The COVID-19 pandemic has been indiscriminate. It’s taken a heavy toll on men and women from all walks of life. Golf professionals have not been exempt.

On the surface, Jazz Janewattananond would appear to have been among the more fortunate. Since early 2020, the former Asian Tour Order of Merit champion acknowledges he’s been lucky to have been able to continue plying his trade.

But living out of a suitcase and unable to return to home and spend time with loved ones has proved an immense – and often unpleasant – mental challenge.

Even for an even-keeled, feet-on-the-ground individual like the 26-year-old Thai, the effects have severely disturbed his equilibrium, resulting in prolonged periods of mental stress and depression that reduced him to the depths of despair.

Inevitably, his golf game has suffered.

Following top-four finishes in the Hong Kong Open and SMBC Singapore Open at the beginning of 2020, Jazz rose to a career-best 38th in the Official World Golf Ranking (OWGR).

Then Covid-19 struck. It’s no coincidence that his form has dipped alarmingly. Of the 46 events in which he’s participated over the past 24 months, he’s had just six top-10s and missed 19 cuts.

Ahead of the inaugural International Series Thailand at Black Mountain Golf Club, his home club, Jazz has, for the first time, talked publicly about the mental health issues that have afflicted him – and led to the downturn in his playing fortunes.

“For me, I need to be happy to play good golf. I’m working on that now. I need to be happy with myself and happy with who I am,” said Jazz, following a closing 65 at the Royal’s Cup on Sunday that lifted him into a share of sixth place, indicating an improvement in his psychological state as much as his game.
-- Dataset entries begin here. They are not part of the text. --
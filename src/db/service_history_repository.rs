use sqlx::{Pool, Postgres};
use tracing::debug;

use crate::db::models::ServiceHistoryRow;
use crate::domain::Job;

/// Repository for the per-customer record of completed visits
pub struct ServiceHistoryRepository;

impl ServiceHistoryRepository {
    /// Record a completed visit. The service date falls back to today for unscheduled jobs.
    pub async fn insert(
        pool: &Pool<Postgres>,
        job: &Job,
        notes: Option<&str>,
    ) -> Result<ServiceHistoryRow, sqlx::Error> {
        debug!("Inserting service history for job {}", job.id);

        sqlx::query_as::<_, ServiceHistoryRow>(
            r#"
            INSERT INTO service_history (job_id, customer_id, technician_id, service_date, notes)
            VALUES ($1, $2, $3, COALESCE($4, CURRENT_DATE), $5)
            RETURNING id, job_id, customer_id, technician_id, service_date, notes, created_at
            "#,
        )
        .bind(job.id)
        .bind(job.customer_id)
        .bind(job.technician_id)
        .bind(job.schedule.map(|s| s.date.as_naive()))
        .bind(notes)
        .fetch_one(pool)
        .await
    }
}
By his own admission, there has not been a great deal of happiness or joy in his life these past two years.

“I haven’t been suicidal or anything like that. But you just wake up some days and don’t feel like doing anything – and that’s not like me. I’m usually the hyper type and optimistic. But the last two years when I’ve woken up, I’ve just wanted to lay in bed all day.
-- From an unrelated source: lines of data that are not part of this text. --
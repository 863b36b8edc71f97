use chrono::{NaiveDate, NaiveTime, Timelike};
use serde::{Deserialize, Deserializer, Serialize, Serializer};
use std::fmt;

use super::{JobId, TechnicianId};

/// Errors raised while building schedule values from wire or stored input
#[derive(Debug, Clone, PartialEq, Eq)]
pub enum ScheduleError {
    /// Time was not a 24-hour `HH:mm` value
    InvalidTime(String),

    /// Date was not a `YYYY-MM-DD` calendar day
    InvalidDate(String),

    /// Window start is not strictly before its end
    EmptyWindow { start: TimeOfDay, end: TimeOfDay },

    /// Only some of date, start and end were given
    PartialSchedule,
}

impl fmt::Display for ScheduleError {
    fn fmt(&self, f: &mut fmt::Formatter<'_>) -> fmt::Result {
        match self {
            ScheduleError::InvalidTime(s) => write!(f, "invalid time {:?}, expected HH:mm", s),
            ScheduleError::InvalidDate(s) => write!(f, "invalid date {:?}, expected YYYY-MM-DD", s),
            ScheduleError::EmptyWindow { start, end } => {
                write!(f, "start time {} must be before end time {}", start, end)
            }
            ScheduleError::PartialSchedule => {
                write!(f, "date, start time and end time must be given together")
            }
        }
    }
}

impl std::error::Error for ScheduleError {}

/// Wall-clock time of day with minute precision, `HH:mm` on the wire
#[derive(Debug, Clone, Copy, PartialEq, Eq, PartialOrd, Ord, Hash)]
pub struct TimeOfDay(NaiveTime);

impl TimeOfDay {
    pub fn parse(s: &str) -> Result<Self, ScheduleError> {
        let bytes = s.as_bytes();
        let shaped = bytes.len() == 5
            && bytes[2] == b':'
            && bytes.iter().enumerate().all(|(i, b)| i == 2 || b.is_ascii_digit());
        if !shaped {
            return Err(ScheduleError::InvalidTime(s.to_string()));
        }

        NaiveTime::parse_from_str(s, "%H:%M")
            .map(TimeOfDay)
            .map_err(|_| ScheduleError::InvalidTime(s.to_string()))
    }

    pub fn from_hm(hour: u32, minute: u32) -> Option<Self> {
        NaiveTime::from_hms_opt(hour, minute, 0).map(TimeOfDay)
    }

    pub fn as_naive(&self) -> NaiveTime {
        self.0
    }
}

/// Stored `TIME` values are truncated to the minute.
impl From<NaiveTime> for TimeOfDay {
    fn from(time: NaiveTime) -> Self {
        let time = NaiveTime::from_hms_opt(time.hour(), time.minute(), 0).unwrap_or(time);
        TimeOfDay(time)
    }
}

impl fmt::Display for TimeOfDay {
    fn fmt(&self, f: &mut fmt::Formatter<'_>) -> fmt::Result {
        write!(f, "{}", self.0.format("%H:%M"))
    }
}

impl Serialize for TimeOfDay {
    fn serialize<S: Serializer>(&self, serializer: S) -> Result<S::Ok, S::Error> {
        serializer.collect_str(self)
    }
}

impl<'de> Deserialize<'de> for TimeOfDay {
    fn deserialize<D: Deserializer<'de>>(deserializer: D) -> Result<Self, D::Error> {
        let s = String::deserialize(deserializer)?;
        TimeOfDay::parse(&s).map_err(serde::de::Error::custom)
    }
}

/// Calendar day of a visit, `YYYY-MM-DD` on the wire
#[derive(Debug, Clone, Copy, PartialEq, Eq, PartialOrd, Ord, Hash)]
pub struct ServiceDate(NaiveDate);

impl ServiceDate {
    pub fn parse(s: &str) -> Result<Self, ScheduleError> {
        let bytes = s.as_bytes();
        let shaped = bytes.len() == 10
            && bytes[4] == b'-'
            && bytes[7] == b'-'
            && bytes
                .iter()
                .enumerate()
                .all(|(i, b)| i == 4 || i == 7 || b.is_ascii_digit());
        if !shaped {
            return Err(ScheduleError::InvalidDate(s.to_string()));
        }
        NaiveDate::parse_from_str(s, "%Y-%m-%d")
            .map(ServiceDate)
            .map_err(|_| ScheduleError::InvalidDate(s.to_string()))
    }

    pub fn as_naive(&self) -> NaiveDate {
        self.0
    }
}

impl From<NaiveDate> for ServiceDate {
    fn from(date: NaiveDate) -> Self {
        ServiceDate(date)
    }
}

impl fmt::Display for ServiceDate {
    fn fmt(&self, f: &mut fmt::Formatter<'_>) -> fmt::Result {
        write!(f, "{}", self.0.format("%Y-%m-%d"))
    }
}

impl Serialize for ServiceDate {
    fn serialize<S: Serializer>(&self, serializer: S) -> Result<S::Ok, S::Error> {
        serializer.collect_str(self)
    }
}

impl<'de> Deserialize<'de> for ServiceDate {
    fn deserialize<D: Deserializer<'de>>(deserializer: D) -> Result<Self, D::Error> {
        let s = String::deserialize(deserializer)?;
        ServiceDate::parse(&s).map_err(serde::de::Error::custom)
    }
}

/// Half-open interval `[start, end)` within one day
#[derive(Debug, Clone, Copy, PartialEq, Eq, Serialize)]
pub struct TimeWindow {
    start: TimeOfDay,
    end: TimeOfDay,
}

impl TimeWindow {
    pub fn new(start: TimeOfDay, end: TimeOfDay) -> Result<Self, ScheduleError> {
        if start < end {
            Ok(Self { start, end })
        } else {
            Err(ScheduleError::EmptyWindow { start, end })
        }
    }

    pub fn start(&self) -> TimeOfDay {
        self.start
    }

    pub fn end(&self) -> TimeOfDay {
        self.end
    }

    /// Touching windows (`self.end == other.start`) do not overlap.
    pub fn overlaps(&self, other: &TimeWindow) -> bool {
        intervals_overlap(self.start, self.end, other.start, other.end)
    }
}

fn intervals_overlap(
    start_a: TimeOfDay,
    end_a: TimeOfDay,
    start_b: TimeOfDay,
    end_b: TimeOfDay,
) -> bool {
    start_a < end_b && start_b < end_a
}

/// Scheduling window of an existing job
#[derive(Debug, Clone, PartialEq, Eq, Serialize, Deserialize)]
pub struct JobWindow {
    pub id: JobId,
    pub technician_id: TechnicianId,
    pub date: ServiceDate,
    pub start_time: TimeOfDay,
    pub end_time: TimeOfDay,
}

/// Window being proposed for a new or edited job
#[derive(Debug, Clone, Default, PartialEq, Eq, Serialize, Deserialize)]
pub struct ScheduleCandidate {
    pub technician_id: Option<TechnicianId>,
    pub date: Option<ServiceDate>,
    pub start_time: Option<TimeOfDay>,
    pub end_time: Option<TimeOfDay>,
}

/// Outcome of a conflict check
#[derive(Debug, Clone, PartialEq, Eq, Serialize)]
pub struct ConflictCheck {
    pub has_conflict: bool,
    #[serde(skip_serializing_if = "Option::is_none")]
    pub conflicting_job: Option<JobWindow>,
}

impl ConflictCheck {
    pub fn clear() -> Self {
        Self {
            has_conflict: false,
            conflicting_job: None,
        }
    }

    fn with(job: &JobWindow) -> Self {
        Self {
            has_conflict: true,
            conflicting_job: Some(job.clone()),
        }
    }
}

/// Finds the first existing job whose window overlaps the candidate's.
///
/// `existing` must already be narrowed to the candidate's technician and date
/// and to non-terminal jobs. A candidate without both start and end time has
/// nothing to check. `exclude_job_id` drops the job being edited from the
/// comparison set.
pub fn check_time_conflict(
    existing: &[JobWindow],
    candidate: &ScheduleCandidate,
    exclude_job_id: Option<JobId>,
) -> ConflictCheck {
    let (Some(start), Some(end)) = (candidate.start_time, candidate.end_time) else {
        return ConflictCheck::clear();
    };

    existing
        .iter()
        .filter(|job| Some(job.id) != exclude_job_id)
        .find(|job| intervals_overlap(start, end, job.start_time, job.end_time))
        .map(ConflictCheck::with)
        .unwrap_or_else(ConflictCheck::clear)
}

#[cfg(test)]
mod tests {
    use super::*;

    fn t(s: &str) -> TimeOfDay {
        TimeOfDay::parse(s).unwrap()
    }

    fn d(s: &str) -> ServiceDate {
        ServiceDate::parse(s).unwrap()
    }

    fn job(id: JobId, start: &str, end: &str) -> JobWindow {
        JobWindow {
            id,
            technician_id: 7,
            date: d("2024-06-01"),
            start_time: t(start),
            end_time: t(end),
        }
    }

    fn candidate(start: &str, end: &str) -> ScheduleCandidate {
        ScheduleCandidate {
            technician_id: Some(7),
            date: Some(d("2024-06-01")),
            start_time: Some(t(start)),
            end_time: Some(t(end)),
        }
    }

    #[test]
    fn test_back_to_back_windows_do_not_conflict() {
        let existing = vec![job(1, "09:00", "10:00")];

        let result = check_time_conflict(&existing, &candidate("10:00", "11:00"), None);
        assert_eq!(result, ConflictCheck::clear());

        let result = check_time_conflict(&existing, &candidate("08:00", "09:00"), None);
        assert!(!result.has_conflict);
    }

    #[test]
    fn test_overlapping_windows_conflict() {
        let existing = vec![job(1, "09:00", "10:00")];

        let result = check_time_conflict(&existing, &candidate("09:30", "10:30"), None);
        assert!(result.has_conflict);
        assert_eq!(result.conflicting_job.map(|j| j.id), Some(1));
    }

    #[test]
    fn test_contained_and_enclosing_windows_conflict() {
        let existing = vec![job(1, "09:00", "12:00")];
        assert!(check_time_conflict(&existing, &candidate("10:00", "11:00"), None).has_conflict);
        assert!(check_time_conflict(&existing, &candidate("08:00", "13:00"), None).has_conflict);
        assert!(check_time_conflict(&existing, &candidate("09:00", "12:00"), None).has_conflict);
    }

    #[test]
    fn test_excluded_job_cannot_conflict_with_itself() {
        let existing = vec![job(1, "09:00", "10:00")];

        let result = check_time_conflict(&existing, &candidate("09:00", "10:00"), Some(1));
        assert!(!result.has_conflict);

        let result = check_time_conflict(&existing, &candidate("09:00", "10:00"), Some(2));
        assert!(result.has_conflict);
    }

    #[test]
    fn test_missing_window_short_circuits() {
        let existing = vec![job(1, "00:00", "23:59")];

        let mut no_start = candidate("09:00", "10:00");
        no_start.start_time = None;
        assert_eq!(check_time_conflict(&existing, &no_start, None), ConflictCheck::clear());

        let mut no_end = candidate("09:00", "10:00");
        no_end.end_time = None;
        assert!(!check_time_conflict(&existing, &no_end, None).has_conflict);

        assert!(!check_time_conflict(&existing, &ScheduleCandidate::default(), None).has_conflict);
    }

    #[test]
    fn test_empty_existing_set_never_conflicts() {
        assert!(!check_time_conflict(&[], &candidate("09:00", "17:00"), None).has_conflict);
    }

    #[test]
    fn test_reports_first_overlap_found() {
        let existing = vec![
            job(1, "07:00", "08:00"),
            job(2, "09:00", "10:00"),
            job(3, "09:30", "11:00"),
        ];

        let result = check_time_conflict(&existing, &candidate("09:45", "10:15"), Some(2));
        assert_eq!(result.conflicting_job.map(|j| j.id), Some(3));
    }

    #[test]
    fn test_afternoon_double_booking_is_reported() {
        let first = JobWindow {
            id: 41,
            technician_id: 3,
            date: d("2024-06-01"),
            start_time: t("13:00"),
            end_time: t("15:00"),
        };
        let proposed = ScheduleCandidate {
            technician_id: Some(3),
            date: Some(d("2024-06-01")),
            start_time: Some(t("14:00")),
            end_time: Some(t("16:00")),
        };

        let result = check_time_conflict(&[first], &proposed, None);
        assert!(result.has_conflict);
        assert_eq!(result.conflicting_job.unwrap().id, 41);
    }

    #[test]
    fn test_time_parsing_is_strict() {
        assert_eq!(t("00:00").to_string(), "00:00");
        assert_eq!(t("23:59").to_string(), "23:59");
        for bad in ["9:00", "09:00:00", "24:00", "12:60", "ab:cd", "", "09-00"] {
            assert_eq!(
                TimeOfDay::parse(bad),
                Err(ScheduleError::InvalidTime(bad.to_string())),
                "{}",
                bad
            );
        }
    }

    #[test]
    fn test_date_parsing_is_strict() {
        assert_eq!(d("2024-02-29").to_string(), "2024-02-29");
        for bad in [
            "2023-02-29",
            "2024-6-1",
            "01-06-2024",
            "2024/06/01",
            "",
            "+024-06-01",
            "-024-06-01",
            "2024-+6-01",
            " 2024-06-1",
        ] {
            assert!(ServiceDate::parse(bad).is_err(), "{}", bad);
        }
    }

    #[test]
    fn test_window_requires_start_before_end() {
        assert!(TimeWindow::new(t("09:00"), t("09:01")).is_ok());
        assert_eq!(
            TimeWindow::new(t("10:00"), t("10:00")),
            Err(ScheduleError::EmptyWindow {
                start: t("10:00"),
                end: t("10:00")
            })
        );
        assert!(TimeWindow::new(t("11:00"), t("10:00")).is_err());
    }

    #[test]
    fn test_window_overlap_is_half_open() {
        let morning = TimeWindow::new(t("09:00"), t("10:00")).unwrap();
        let next = TimeWindow::new(t("10:00"), t("11:00")).unwrap();
        let straddle = TimeWindow::new(t("09:30"), t("10:30")).unwrap();

        assert!(!morning.overlaps(&next));
        assert!(!next.overlaps(&morning));
        assert!(morning.overlaps(&straddle));
        assert!(straddle.overlaps(&next));
    }

    #[test]
    fn test_stored_time_is_truncated_to_minutes() {
        let stored = NaiveTime::from_hms_opt(9, 15, 42).unwrap();
        assert_eq!(TimeOfDay::from(stored), t("09:15"));
    }

    #[test]
    fn test_wire_values_round_trip_through_json() {
        let window = job(5, "08:05", "09:40");
        let json = serde_json::to_value(&window).unwrap();
        assert_eq!(json["date"], "2024-06-01");
        assert_eq!(json["start_time"], "08:05");
        assert_eq!(json["end_time"], "09:40");

        let back: JobWindow = serde_json::from_value(json).unwrap();
        assert_eq!(back, window);
    }
}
“A lot of people have lost their jobs, their loved ones, their life savings. I can’t compare myself to those people but, for sure, I’ve been badly affected.

“Some rounds in the last two years, I just felt that I didn’t want to be there. Because I’ve been travelling, I haven’t felt like I belonged. Living out of a suitcase, you don’t have a home to go to. That’s been the biggest threat to my mental health.

“I’ve been very lucky to be able to play golf these past two years and am grateful for that. But you go through depression because you can’t get home. And if you’re not happy with your life, then you can’t be happy with your golf.”

Thanks to the easing in travel and quarantine restrictions, Jazz was able to return to Thailand in late 2021 and reacquaint himself with family, friends and his dog.

“At the end of last year, I felt like my physical ability was not that tired, but mentally I was gone. I couldn’t think. I was on the road for a year and a half, with no news of Thailand opening up. Once they said Thailand was going to do the Test and Go scheme, it clicked that I wanted to go home and I was feeling homesick. So once I arrived in Thailand, my mind wasn’t on golf. It was good to kind of get away from it.

“I’m still in the process of getting back to normal – but I’m not there yet. In the last three months I’ve been home twice. But my mind won’t rest easy because I still have a lot of tournaments to play in Europe and overseas,” said Jazz, who is due to head to South Africa next week for back-to-back tournaments followed by the Commercial Bank Qatar Masters.

For now, though, Jazz is simply savouring being back on home soil and hopeful of thrilling his Thai fans on his home course in Hua Hin this week.

“Parts of my game are coming together. I just need to put it all together. I’m going to try and win because Black Mountain is my home club,” he said. If Jazz is simply able to get through the week free of mental stress, then that in itself will be a notable victory worth celebrating.